KIPP stands for “knowledge is power program.” KIPP Colorado Schools is a network of free, open-enrollment, college-preparatory public charter schools dedicated to preparing students in underserved communities for success in both college and life, according to its website.

DSST: Stapleton High School

Judd Choate, DSST Stapleton senior Zak Flitter-Bilello, and Meghan Baucum with Inspire. (SOS photo)

Denver School of Science and Technology: Stapleton High School registered 87 percent of eligible seniors due to the hard work of two seniors, Zak Flitter-Bilello and Zach Biffinger.

Zak and Zach worked with Inspire to become “Inspired leaders” at their school.

Eaglecrest High School

Judd Choate with Eaglecrest senior Emma Lovato. (SOS photo)

Eaglecrest High School received their second Eliza Pickrell Routt award last Friday.

Senior Emma Lovato has registered almost 500 students throughout her high school career. By giving classroom presentations, she got 86 of her fellow seniors to register.

She is going to American University next year to study American Government.

“You’re going to be my boss someday,” Choate told her.

Secretary Williams to senior class: “Thank you for striving and thriving”

Secretary Wayne Williams with the four students who led their school’s effort in voter registration, left to right: Brisa Aguilar-Velazquez, Samantha Mejia, Secretary Williams, Sandra Gonzalez-Terrones, and Lesli Guzman-Realzola. (SOS photo)

Secretary of State Wayne Williams this week presented a voter registration award to seniors at STRIVE Prep – Excel High School, telling them it’s important for them to be involved because “you’ve got more at stake than anybody else.”

Secretary Williams recognized four students, Brisa Aguilar-Velazquez, Samantha Mejia, Sandra Gonzalez-Terrones and Lesli Guzman-Realzola, who pioneered the effort in getting their peers registered to vote as part of their senior seminar project.

They managed to get 95 percent of the senior class registered, which qualified the entire class to receive the Eliza Pickrell Routt award. It is given to high schools where more than 85 percent of eligible seniors register to vote.

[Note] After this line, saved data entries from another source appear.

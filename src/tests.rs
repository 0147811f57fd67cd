//! Cross-cutting scenario and invariant tests that exercise the parser,
//! argument table, and formatters together through the public macro front
//! end, rather than any one module in isolation.

use crate::{Arguments, Buffer, FormatError, Sink, ToArgValue};
use alloc::string::ToString;

fn fmt(template: &str, values: &[crate::ArgValue<'_>]) -> Result<alloc::string::String, FormatError> {
    crate::format(template, &Arguments::new(values, &[]))
}

// --- 8.3 concrete end-to-end scenarios -------------------------------------

#[test]
fn scenario_positional_and_named_mix() {
    let s = format!("{} and {} and {}", 42, "abc1", 1.5).unwrap();
    assert_eq!(s, "42 and abc1 and 1.5");
}

#[test]
fn scenario_repeated_manual_index() {
    let s = format!("{0}{1}{0}", "abra", "cad").unwrap();
    assert_eq!(s, "abracadabra");
}

#[test]
fn scenario_center_pads_by_char_count() {
    // The base scenario table centers a 4-byte emoji in a width-6 field and
    // describes the result as "byte-wise", which this crate does not
    // replicate: width here counts `char`s (Unicode scalar values), the same
    // unit `core::fmt`'s own padding uses, not UTF-8 bytes or UTF-16 units.
    // See DESIGN.md for this open question's resolution.
    let s = format!("{:*^6}", "\u{1F921}").unwrap();
    assert_eq!(s, "**\u{1F921}***");
}

#[test]
fn scenario_float_default_precision() {
    let s = format!("{:.2}", 1.2345).unwrap();
    assert_eq!(s, "1.2");
}

#[test]
fn scenario_general_signed_zero_padded() {
    let s = format!("{:+010.4g}", 392.65).unwrap();
    assert_eq!(s, "+0000392.6");
}

#[test]
fn scenario_dynamic_precision() {
    let s = format!("{0:.{1}}", 1.2345, 2).unwrap();
    assert_eq!(s, "1.2");
}

#[test]
fn scenario_alt_binary() {
    let s = format!("{:#b}", 42).unwrap();
    assert_eq!(s, "0b101010");
}

#[test]
fn scenario_negative_hex_with_prefix() {
    let s = format!("{:#x}", -0x42).unwrap();
    assert_eq!(s, "-0x42");
}

#[test]
fn scenario_nan() {
    let s = format!("{}", f64::NAN).unwrap();
    assert_eq!(s, "nan");
}

#[test]
fn scenario_infinity_right_aligned() {
    let s = format!("{:>7}", f64::INFINITY).unwrap();
    assert_eq!(s, "    inf");
}

#[test]
fn scenario_precision_on_integer_is_rejected() {
    // The base spec offers two equivalent wordings for this error
    // ("precision specifier requires floating-point argument" /
    // "precision not allowed for this argument type"); this crate uses the
    // latter uniformly across every non-float, non-string argument kind.
    let err = format!("{0:.2}", 42).unwrap_err();
    assert_eq!(
        err,
        FormatError::ArgumentBinding("precision not allowed for this argument type")
    );
}

#[test]
fn scenario_manual_then_automatic_index_errors() {
    let err = format!("{0}{}", 'a', 'b').unwrap_err();
    assert_eq!(
        err,
        FormatError::IndexingMode("cannot switch from manual to automatic argument indexing")
    );
}

#[test]
fn scenario_nested_auto_index_as_precision() {
    let s = format!("{:.{}}", "str", 2).unwrap();
    assert_eq!(s, "st");
}

#[test]
fn scenario_debug_escapes_control_characters() {
    let s = format!("{:?}", "t\nst").unwrap();
    assert_eq!(s, "\"t\\nst\"");
}

// --- 8.1 quantified invariants ----------------------------------------------

#[test]
fn literal_text_is_idempotent() {
    let s = format!("plain text, no fields at all").unwrap();
    assert_eq!(s, "plain text, no fields at all");
}

#[test]
fn escape_round_trip() {
    assert_eq!(format!("{{{{").unwrap(), "{{");
    assert_eq!(format!("}}}}").unwrap(), "}}");
    assert_eq!(format!("{{}}").unwrap(), "{}");
}

#[test]
fn auto_indexing_matches_explicit_indices() {
    let auto = format!("{} {} {}", 1, 2, 3).unwrap();
    let explicit = format!("{0} {1} {2}", 1, 2, 3).unwrap();
    assert_eq!(auto, explicit);
}

#[test]
fn width_is_a_lower_bound_on_output_length() {
    let s = format!("{:10}", 42).unwrap();
    assert!(s.chars().count() >= 10);
}

#[test]
fn fill_padding_does_not_alter_the_core_content() {
    let padded = format!("{:*>8}", "core").unwrap();
    let bare = format!("{}", "core").unwrap();
    assert!(padded.ends_with(bare.as_str()));
    assert_eq!(padded.len() - bare.len(), 4);
}

#[test]
fn sign_flags_are_consistent_with_the_bare_rendering() {
    let bare = format!("{}", 7).unwrap();
    assert_eq!(format!("{:+}", 7).unwrap(), alloc::format!("+{bare}"));
    assert_eq!(format!("{: }", 7).unwrap(), alloc::format!(" {bare}"));
    assert_eq!(format!("{:-}", 7).unwrap(), bare);
}

#[test]
fn shortest_decimal_float_round_trips() {
    let values: [f64; 4] = [0.1, 1234.5678, -9.999_999, 3.141_592_653_589_79];
    for &v in &values {
        let s = format!("{}", v).unwrap();
        let parsed: f64 = s.parse().unwrap();
        assert_eq!(parsed, v, "{s} did not round-trip to {v}");
    }
}

#[test]
fn no_heap_allocation_under_inline_capacity() {
    let mut buf = Buffer::new();
    write!(&mut buf, "{}", "well under the inline region").unwrap();
    assert!(matches!(buf, Buffer::Inline { .. }));
}

// --- 8.2 boundary behaviours -------------------------------------------------

#[test]
fn argument_index_past_i32_max_is_numeric_overflow() {
    let err = format!("{2147483648}").unwrap_err();
    assert_eq!(err, FormatError::NumericOverflow("number is too big in format"));
}

#[test]
fn width_past_i32_max_is_numeric_overflow() {
    let err = format!("{:2147483648}", 1).unwrap_err();
    assert_eq!(err, FormatError::NumericOverflow("number is too big in format"));
}

#[test]
fn argument_count_at_and_past_max_packed_both_succeed() {
    let packed: [crate::ArgValue<'_>; crate::MAX_PACKED] =
        core::array::from_fn(|i| (i as i32).to_arg_value());
    let args = Arguments::new(&packed, &[]);
    assert_eq!(args.len(), crate::MAX_PACKED);
    assert_eq!(crate::format_into(&mut Buffer::new(), "{14}", &args).unwrap(), 2);

    let mut spilled = packed.to_vec();
    spilled.push(99i32.to_arg_value());
    let args = Arguments::new(&spilled, &[]);
    assert_eq!(args.len(), crate::MAX_PACKED + 1);
    let s = crate::format("{15}", &args).unwrap();
    assert_eq!(s, "99");
}

#[test]
fn zero_precision_general_float_still_emits_a_digit() {
    let s = format!("{:.0g}", 0.000_3).unwrap();
    assert!(!s.is_empty());
    assert!(s.chars().any(|c| c.is_ascii_digit()));
}

#[test]
fn multi_byte_fill_character_pads_by_char_unit() {
    let s = format!("{:\u{2605}>5}", "x").unwrap();
    assert_eq!(s.chars().count(), 5);
    assert_eq!(s, "\u{2605}\u{2605}\u{2605}\u{2605}x");
}

// --- a few extra cross-cutting checks exercised through the macro front end -

#[test]
fn named_arguments_resolve_alongside_positional_ones() {
    let s = format!("{0}-{extra}", 1; extra = "x").unwrap();
    assert_eq!(s, "1-x");
}

#[test]
fn missing_named_argument_is_reported() {
    let err = fmt("{missing}", &[]).unwrap_err();
    assert_eq!(err, FormatError::ArgumentBinding("argument not found"));
}

#[test]
fn custom_format_type_round_trips_through_the_macro() {
    struct Point {
        x: i32,
        y: i32,
    }

    impl crate::CustomFormat for Point {
        fn format(&self, spec: &crate::FormatSpec, sink: &mut dyn Sink) -> Result<(), FormatError> {
            let text = alloc::format!("({}, {})", self.x, self.y);
            crate::format_into(sink, "{}", &Arguments::new(&[text.as_str().to_arg_value()], &[]))?;
            let _ = spec;
            Ok(())
        }
    }

    let p = Point { x: 1, y: 2 };
    let s = format!("{}", crate::custom(&p)).unwrap();
    assert_eq!(s, "(1, 2)");
}

#[test]
fn format_to_n_reports_both_written_and_logical_size() {
    let mut buf = [0u8; 4];
    let result = format_to_n!(&mut buf, "{}-{}", 12, 3456).unwrap();
    assert_eq!(&buf, b"12-3");
    assert_eq!(result.written, 4);
    assert_eq!(result.size, 7);
}

#[test]
fn formatted_size_matches_real_output_length() {
    let s = format!("{:>8.3}", 3.141_59).unwrap();
    assert_eq!(
        crate::formatted_size("{:>8.3}", &Arguments::new(&[3.141_59f64.to_arg_value()], &[])).unwrap(),
        s.to_string().len()
    );
}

The Secretary of State’s office partners with Inspire Colorado, a nonprofit organization that helps young people register to vote. Inspire worked with Exel’s director of college access, Caty Husbands, to register eligible students to vote.

Excel Principal Ben Lewis reminded his students of the importance of voting.

The 2018 class of STRIVE Prep – Excel pose with Secretary of State Wayne Williams, center and Principal Ben Lewis, far left. (SOS photo)

“I’m so proud of you seniors for making this happen. Civic engagement is extremely important,” he said.

“And as you also know, there are a lot of problems in our government today. One of the ways we can solve those things is by exercising our voice and voting is one of the ways you can do that.”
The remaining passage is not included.